## Task
Please write out exactly the lines of the data below from the line holding "f32 / sample_rate).sin())" through the line holding "filter.process_interleaved(&mut high);", and leave out the rest.
===============
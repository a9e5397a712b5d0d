//! Second-order IIR sections (RBJ audio EQ cookbook).

use std::f32::consts::PI;

/// Normalized biquad coefficients (`a0` divided out).
#[derive(Debug, Clone, Copy, PartialEq)]
pub struct BiquadCoefficients {
    pub b0: f32,
    pub b1: f32,
    pub b2: f32,
    pub a1: f32,
    pub a2: f32,
}

impl BiquadCoefficients {
    /// Pass-through section.
    pub const IDENTITY: Self = Self {
        b0: 1.0,
        b1: 0.0,
        b2: 0.0,
        a1: 0.0,
        a2: 0.0,
    };

    pub fn lowpass(sample_rate: f32, freq: f32, q: f32) -> Self {
        let (cos_w, alpha) = prewarp(sample_rate, freq, q);
        let b1 = 1.0 - cos_w;
        Self::normalized(b1 / 2.0, b1, b1 / 2.0, 1.0 + alpha, -2.0 * cos_w, 1.0 - alpha)
    }

    pub fn highpass(sample_rate: f32, freq: f32, q: f32) -> Self {
        let (cos_w, alpha) = prewarp(sample_rate, freq, q);
        let b1 = -(1.0 + cos_w);
        Self::normalized(-b1 / 2.0, b1, -b1 / 2.0, 1.0 + alpha, -2.0 * cos_w, 1.0 - alpha)
    }

    /// Peaking bell boosting or cutting `gain_db` around `freq`.
    pub fn peaking(sample_rate: f32, freq: f32, gain_db: f32, q: f32) -> Self {
        if gain_db.abs() < 1e-4 {
            return Self::IDENTITY;
        }
        let a = 10f32.powf(gain_db / 40.0);
        let (cos_w, alpha) = prewarp(sample_rate, freq, q);
        Self::normalized(
            1.0 + alpha * a,
            -2.0 * cos_w,
            1.0 - alpha * a,
            1.0 + alpha / a,
            -2.0 * cos_w,
            1.0 - alpha / a,
        )
    }

    pub fn is_identity(&self) -> bool {
        *self == Self::IDENTITY
    }

    fn normalized(b0: f32, b1: f32, b2: f32, a0: f32, a1: f32, a2: f32) -> Self {
        Self {
            b0: b0 / a0,
            b1: b1 / a0,
            b2: b2 / a0,
            a1: a1 / a0,
            a2: a2 / a0,
        }
    }
}

/// Returns `(cos(w0), alpha)` with the frequency kept below Nyquist.
fn prewarp(sample_rate: f32, freq: f32, q: f32) -> (f32, f32) {
    let nyquist = sample_rate * 0.5;
    let ceiling = nyquist * 0.99;
    let freq = freq.clamp(ceiling.min(1.0), ceiling);
    let w0 = 2.0 * PI * freq / sample_rate;
    let q = q.max(0.01);
    (w0.cos(), w0.sin() / (2.0 * q))
}

/// Per-channel filter memory, transposed direct form II.
#[derive(Debug, Clone, Copy, Default)]
pub struct BiquadState {
    z1: f32,
    z2: f32,
}

impl BiquadState {
    #[inline]
    pub fn tick(&mut self, c: &BiquadCoefficients, x: f32) -> f32 {
        let y = c.b0 * x + self.z1;
        self.z1 = c.b1 * x - c.a1 * y + self.z2;
        self.z2 = c.b2 * x - c.a2 * y;
        y
    }

    pub fn reset(&mut self) {
        *self = Self::default();
    }
}

/// One biquad section applied independently to each channel of interleaved audio.
#[derive(Debug, Clone)]
pub struct Biquad {
    coefficients: BiquadCoefficients,
    states: Vec<BiquadState>,
}

impl Biquad {
    pub fn new(channels: usize) -> Self {
        Self {
            coefficients: BiquadCoefficients::IDENTITY,
            states: vec![BiquadState::default(); channels],
        }
    }

    pub const fn coefficients(&self) -> BiquadCoefficients {
        self.coefficients
    }

    /// Replace the coefficients, keeping filter memory.
    pub fn set_coefficients(&mut self, coefficients: BiquadCoefficients) {
        self.coefficients = coefficients;
    }

    /// Resize filter memory for a new channel count.
    pub fn set_channels(&mut self, channels: usize) {
        self.states.resize(channels, BiquadState::default());
    }

    pub fn process_interleaved(&mut self, samples: &mut [f32]) {
        let channels = self.states.len();
        if channels == 0 || self.coefficients.is_identity() {
            return;
        }
        for frame in samples.chunks_exact_mut(channels) {
            for (sample, state) in frame.iter_mut().zip(self.states.iter_mut()) {
                *sample = state.tick(&self.coefficients, *sample);
            }
        }
    }

    pub fn reset(&mut self) {
        self.states.iter_mut().for_each(BiquadState::reset);
    }
}

#[cfg(test)]
mod tests {
    use super::*;

    fn sine(freq: f32, sample_rate: f32, len: usize) -> Vec<f32> {
        (0..len)
            .map(|i| (2.0 * PI * freq * i as f32 / sample_rate).sin())
            .collect()
    }

    fn rms(samples: &[f32]) -> f32 {
        (samples.iter().map(|s| s * s).sum::<f32>() / samples.len() as f32).sqrt()
    }

    #[test]
    fn test_lowpass_attenuates_high_frequencies() {
        let mut filter = Biquad::new(1);
        filter.set_coefficients(BiquadCoefficients::lowpass(44_100.0, 500.0, 0.707));
        let mut high = sine(10_000.0, 44_100.0, 4410);
        filter.process_interleaved(&mut high);
        assert!(rms(&high[441..]) < 0.05);

        filter.reset();
        let mut low = sine(100.0, 44_100.0, 4410);
        filter.process_interleaved(&mut low);
        assert!(rms(&low[441..]) > 0.6);
    }

    #[test]
    fn test_highpass_attenuates_low_frequencies() {
        let mut filter = Biquad::new(1);
        filter.set_coefficients(BiquadCoefficients::highpass(44_100.0, 5000.0, 0.707));
        let mut low = sine(50.0, 44_100.0, 4410);
        filter.process_interleaved(&mut low);
        assert!(rms(&low[441..]) < 0.05);
    }

    #[test]
    fn test_flat_peaking_is_identity() {
        assert!(BiquadCoefficients::peaking(48_000.0, 1000.0, 0.0, 1.0).is_identity());
    }

    #[test]
    fn test_frequency_above_nyquist_is_clamped() {
        let c = BiquadCoefficients::lowpass(8000.0, 20_000.0, 0.707);
        assert!(c.b0.is_finite() && c.a1.is_finite() && c.a2.is_finite());
    }
}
===============
## Response area
            .map(|i| (2.0 * PI * freq * i as f32 / sample_rate).sin())
            .collect()
    }

    fn rms(samples: &[f32]) -> f32 {
        (samples.iter().map(|s| s * s).sum::<f32>() / samples.len() as f32).sqrt()
    }

    #[test]
    fn test_lowpass_attenuates_high_frequencies() {
        let mut filter = Biquad::new(1);
        filter.set_coefficients(BiquadCoefficients::lowpass(44_100.0, 500.0, 0.707));
        let mut high = sine(10_000.0, 44_100.0, 4410);
        filter.process_interleaved(&mut high);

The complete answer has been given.